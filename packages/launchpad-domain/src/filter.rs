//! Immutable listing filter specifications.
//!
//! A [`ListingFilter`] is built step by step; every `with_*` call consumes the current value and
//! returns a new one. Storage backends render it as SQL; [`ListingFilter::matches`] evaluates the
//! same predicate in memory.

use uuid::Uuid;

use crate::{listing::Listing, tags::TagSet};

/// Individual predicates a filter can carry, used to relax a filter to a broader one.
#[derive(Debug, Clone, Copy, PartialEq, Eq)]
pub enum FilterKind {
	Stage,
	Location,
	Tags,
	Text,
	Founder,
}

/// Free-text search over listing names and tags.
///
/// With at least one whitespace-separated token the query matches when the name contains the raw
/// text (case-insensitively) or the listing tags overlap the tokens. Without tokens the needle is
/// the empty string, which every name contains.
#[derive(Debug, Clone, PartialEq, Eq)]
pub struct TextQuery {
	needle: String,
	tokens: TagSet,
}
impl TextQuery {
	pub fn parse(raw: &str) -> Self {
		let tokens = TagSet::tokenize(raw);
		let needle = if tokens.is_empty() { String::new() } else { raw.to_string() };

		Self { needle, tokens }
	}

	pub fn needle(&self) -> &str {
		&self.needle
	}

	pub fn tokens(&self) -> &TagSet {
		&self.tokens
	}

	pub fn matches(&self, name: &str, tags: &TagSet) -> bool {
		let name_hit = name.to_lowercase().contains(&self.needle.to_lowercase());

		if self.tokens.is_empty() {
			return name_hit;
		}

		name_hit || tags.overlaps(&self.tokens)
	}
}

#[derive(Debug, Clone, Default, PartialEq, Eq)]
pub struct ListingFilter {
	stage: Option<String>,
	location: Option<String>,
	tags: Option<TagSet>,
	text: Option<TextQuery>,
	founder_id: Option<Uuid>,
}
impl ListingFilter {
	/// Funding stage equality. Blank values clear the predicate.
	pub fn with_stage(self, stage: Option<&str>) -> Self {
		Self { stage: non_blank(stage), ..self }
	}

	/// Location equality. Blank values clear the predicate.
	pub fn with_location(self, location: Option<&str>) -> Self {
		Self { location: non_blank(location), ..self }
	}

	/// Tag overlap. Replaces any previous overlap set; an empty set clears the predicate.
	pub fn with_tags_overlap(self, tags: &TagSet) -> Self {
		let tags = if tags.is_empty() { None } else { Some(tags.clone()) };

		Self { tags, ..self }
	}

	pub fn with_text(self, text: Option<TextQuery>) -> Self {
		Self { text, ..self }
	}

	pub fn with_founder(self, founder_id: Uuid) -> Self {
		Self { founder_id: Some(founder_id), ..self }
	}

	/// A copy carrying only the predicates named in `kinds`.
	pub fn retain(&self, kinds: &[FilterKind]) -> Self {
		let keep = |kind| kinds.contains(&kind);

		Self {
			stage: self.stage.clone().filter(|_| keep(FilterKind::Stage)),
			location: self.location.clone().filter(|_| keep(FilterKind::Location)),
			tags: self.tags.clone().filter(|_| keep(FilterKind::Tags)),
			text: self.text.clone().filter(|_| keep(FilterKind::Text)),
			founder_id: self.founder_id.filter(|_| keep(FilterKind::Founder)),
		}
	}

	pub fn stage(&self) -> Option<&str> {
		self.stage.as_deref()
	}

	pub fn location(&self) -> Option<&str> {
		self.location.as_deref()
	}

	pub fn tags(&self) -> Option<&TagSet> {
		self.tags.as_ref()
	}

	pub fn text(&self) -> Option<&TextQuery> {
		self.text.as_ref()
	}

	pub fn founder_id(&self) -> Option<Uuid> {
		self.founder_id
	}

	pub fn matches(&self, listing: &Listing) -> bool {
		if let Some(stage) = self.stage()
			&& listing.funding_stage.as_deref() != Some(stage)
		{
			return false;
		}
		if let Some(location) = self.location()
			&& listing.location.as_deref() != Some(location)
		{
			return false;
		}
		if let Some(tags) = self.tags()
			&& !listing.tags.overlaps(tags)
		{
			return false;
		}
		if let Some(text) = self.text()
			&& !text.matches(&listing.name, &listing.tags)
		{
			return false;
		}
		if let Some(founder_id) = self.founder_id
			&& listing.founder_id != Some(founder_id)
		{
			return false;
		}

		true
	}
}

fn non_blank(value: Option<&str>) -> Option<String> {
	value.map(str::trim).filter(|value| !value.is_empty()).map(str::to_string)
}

==================================================

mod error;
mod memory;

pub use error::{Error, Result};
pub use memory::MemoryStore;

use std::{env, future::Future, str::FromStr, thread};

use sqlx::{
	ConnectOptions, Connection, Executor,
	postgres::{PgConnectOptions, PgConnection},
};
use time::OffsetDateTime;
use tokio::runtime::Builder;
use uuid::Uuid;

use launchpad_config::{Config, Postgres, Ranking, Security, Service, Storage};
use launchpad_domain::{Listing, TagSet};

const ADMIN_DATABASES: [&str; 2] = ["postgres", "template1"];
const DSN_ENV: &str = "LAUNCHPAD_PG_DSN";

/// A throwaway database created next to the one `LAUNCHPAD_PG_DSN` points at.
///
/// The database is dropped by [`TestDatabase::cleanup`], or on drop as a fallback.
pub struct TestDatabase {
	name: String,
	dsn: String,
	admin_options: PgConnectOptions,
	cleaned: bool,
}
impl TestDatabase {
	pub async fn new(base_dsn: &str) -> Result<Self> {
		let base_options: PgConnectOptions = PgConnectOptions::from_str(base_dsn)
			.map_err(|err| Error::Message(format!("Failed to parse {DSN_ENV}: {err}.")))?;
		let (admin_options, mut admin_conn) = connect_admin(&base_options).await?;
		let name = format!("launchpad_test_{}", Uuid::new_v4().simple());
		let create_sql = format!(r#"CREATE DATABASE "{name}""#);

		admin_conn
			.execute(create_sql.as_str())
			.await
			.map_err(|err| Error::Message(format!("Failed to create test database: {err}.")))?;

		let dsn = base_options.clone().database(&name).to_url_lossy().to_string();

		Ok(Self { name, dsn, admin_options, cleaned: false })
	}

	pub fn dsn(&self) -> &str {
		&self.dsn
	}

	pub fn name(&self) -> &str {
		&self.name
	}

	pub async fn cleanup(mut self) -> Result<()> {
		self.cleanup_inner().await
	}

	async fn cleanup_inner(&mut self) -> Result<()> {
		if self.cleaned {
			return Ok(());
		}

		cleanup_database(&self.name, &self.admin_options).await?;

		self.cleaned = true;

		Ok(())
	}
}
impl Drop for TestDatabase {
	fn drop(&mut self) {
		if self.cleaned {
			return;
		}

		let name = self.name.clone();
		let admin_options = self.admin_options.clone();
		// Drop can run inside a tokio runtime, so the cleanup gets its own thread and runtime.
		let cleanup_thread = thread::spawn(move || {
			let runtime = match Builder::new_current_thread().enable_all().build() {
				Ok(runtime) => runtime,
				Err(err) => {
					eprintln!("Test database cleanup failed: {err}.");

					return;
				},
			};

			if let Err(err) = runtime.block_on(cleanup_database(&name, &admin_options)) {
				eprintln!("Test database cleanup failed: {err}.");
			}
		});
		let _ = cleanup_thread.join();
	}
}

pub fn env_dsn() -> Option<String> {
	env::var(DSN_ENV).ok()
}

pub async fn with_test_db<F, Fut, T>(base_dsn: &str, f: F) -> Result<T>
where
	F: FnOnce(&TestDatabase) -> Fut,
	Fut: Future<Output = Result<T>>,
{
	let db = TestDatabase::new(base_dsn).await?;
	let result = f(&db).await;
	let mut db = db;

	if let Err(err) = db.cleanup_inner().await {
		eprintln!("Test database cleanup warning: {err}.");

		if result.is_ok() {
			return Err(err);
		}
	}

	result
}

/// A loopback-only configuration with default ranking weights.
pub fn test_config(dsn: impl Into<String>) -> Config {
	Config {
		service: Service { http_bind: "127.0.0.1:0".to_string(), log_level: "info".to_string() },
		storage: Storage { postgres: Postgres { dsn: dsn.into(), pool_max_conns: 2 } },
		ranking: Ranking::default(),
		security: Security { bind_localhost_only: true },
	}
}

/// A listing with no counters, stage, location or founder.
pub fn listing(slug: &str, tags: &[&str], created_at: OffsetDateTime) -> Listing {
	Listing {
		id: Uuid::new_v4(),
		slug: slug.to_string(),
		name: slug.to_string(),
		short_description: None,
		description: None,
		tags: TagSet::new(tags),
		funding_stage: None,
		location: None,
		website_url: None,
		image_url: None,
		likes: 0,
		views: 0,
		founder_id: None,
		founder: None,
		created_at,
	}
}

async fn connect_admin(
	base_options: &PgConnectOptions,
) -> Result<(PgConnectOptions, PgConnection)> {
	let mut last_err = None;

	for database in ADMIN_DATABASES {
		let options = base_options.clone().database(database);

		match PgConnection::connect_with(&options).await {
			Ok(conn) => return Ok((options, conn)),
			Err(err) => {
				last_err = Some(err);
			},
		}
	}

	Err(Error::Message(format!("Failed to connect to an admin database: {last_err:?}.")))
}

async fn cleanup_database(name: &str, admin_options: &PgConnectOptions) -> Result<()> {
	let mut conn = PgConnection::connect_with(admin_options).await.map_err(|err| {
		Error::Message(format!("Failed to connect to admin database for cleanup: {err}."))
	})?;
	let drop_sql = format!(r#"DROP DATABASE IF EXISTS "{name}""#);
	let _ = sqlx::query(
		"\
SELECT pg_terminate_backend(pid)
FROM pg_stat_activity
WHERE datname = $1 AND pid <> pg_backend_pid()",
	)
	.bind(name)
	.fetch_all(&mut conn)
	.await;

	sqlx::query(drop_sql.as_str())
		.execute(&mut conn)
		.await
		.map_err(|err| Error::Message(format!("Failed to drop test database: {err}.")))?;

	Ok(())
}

==================================================

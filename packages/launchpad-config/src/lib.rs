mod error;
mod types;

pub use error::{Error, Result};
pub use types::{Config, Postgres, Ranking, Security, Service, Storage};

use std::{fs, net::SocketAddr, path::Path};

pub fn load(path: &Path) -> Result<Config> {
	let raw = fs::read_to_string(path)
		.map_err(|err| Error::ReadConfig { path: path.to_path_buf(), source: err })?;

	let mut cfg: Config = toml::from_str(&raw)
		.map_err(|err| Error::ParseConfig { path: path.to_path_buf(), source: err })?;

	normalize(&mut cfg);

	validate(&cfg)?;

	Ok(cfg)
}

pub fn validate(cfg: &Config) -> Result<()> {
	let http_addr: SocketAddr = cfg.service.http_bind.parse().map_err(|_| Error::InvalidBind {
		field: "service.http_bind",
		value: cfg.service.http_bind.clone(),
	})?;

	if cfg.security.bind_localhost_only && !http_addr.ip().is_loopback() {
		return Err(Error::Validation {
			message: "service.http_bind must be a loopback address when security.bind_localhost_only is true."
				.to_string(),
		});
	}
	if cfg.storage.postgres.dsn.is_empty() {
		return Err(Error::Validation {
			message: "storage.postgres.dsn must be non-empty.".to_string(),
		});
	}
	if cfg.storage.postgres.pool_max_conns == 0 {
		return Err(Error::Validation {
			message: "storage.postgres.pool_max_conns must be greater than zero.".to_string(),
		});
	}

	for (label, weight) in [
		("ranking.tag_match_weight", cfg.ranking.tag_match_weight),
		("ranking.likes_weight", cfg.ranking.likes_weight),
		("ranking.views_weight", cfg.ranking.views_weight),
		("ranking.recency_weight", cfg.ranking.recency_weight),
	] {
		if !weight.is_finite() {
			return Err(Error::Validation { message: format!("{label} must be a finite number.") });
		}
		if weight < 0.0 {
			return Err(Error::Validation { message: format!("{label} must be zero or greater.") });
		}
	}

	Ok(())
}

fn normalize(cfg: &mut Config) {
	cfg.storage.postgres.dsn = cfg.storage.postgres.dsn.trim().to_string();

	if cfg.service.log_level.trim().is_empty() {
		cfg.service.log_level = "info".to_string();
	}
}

==================================================

▶ Task objective
Scan the entries above for the string "label", and copy every line where it turns up.

▶ Response to this exercise
	for (label, weight) in [
			return Err(Error::Validation { message: format!("{label} must be a finite number.") });
			return Err(Error::Validation { message: format!("{label} must be zero or greater.") });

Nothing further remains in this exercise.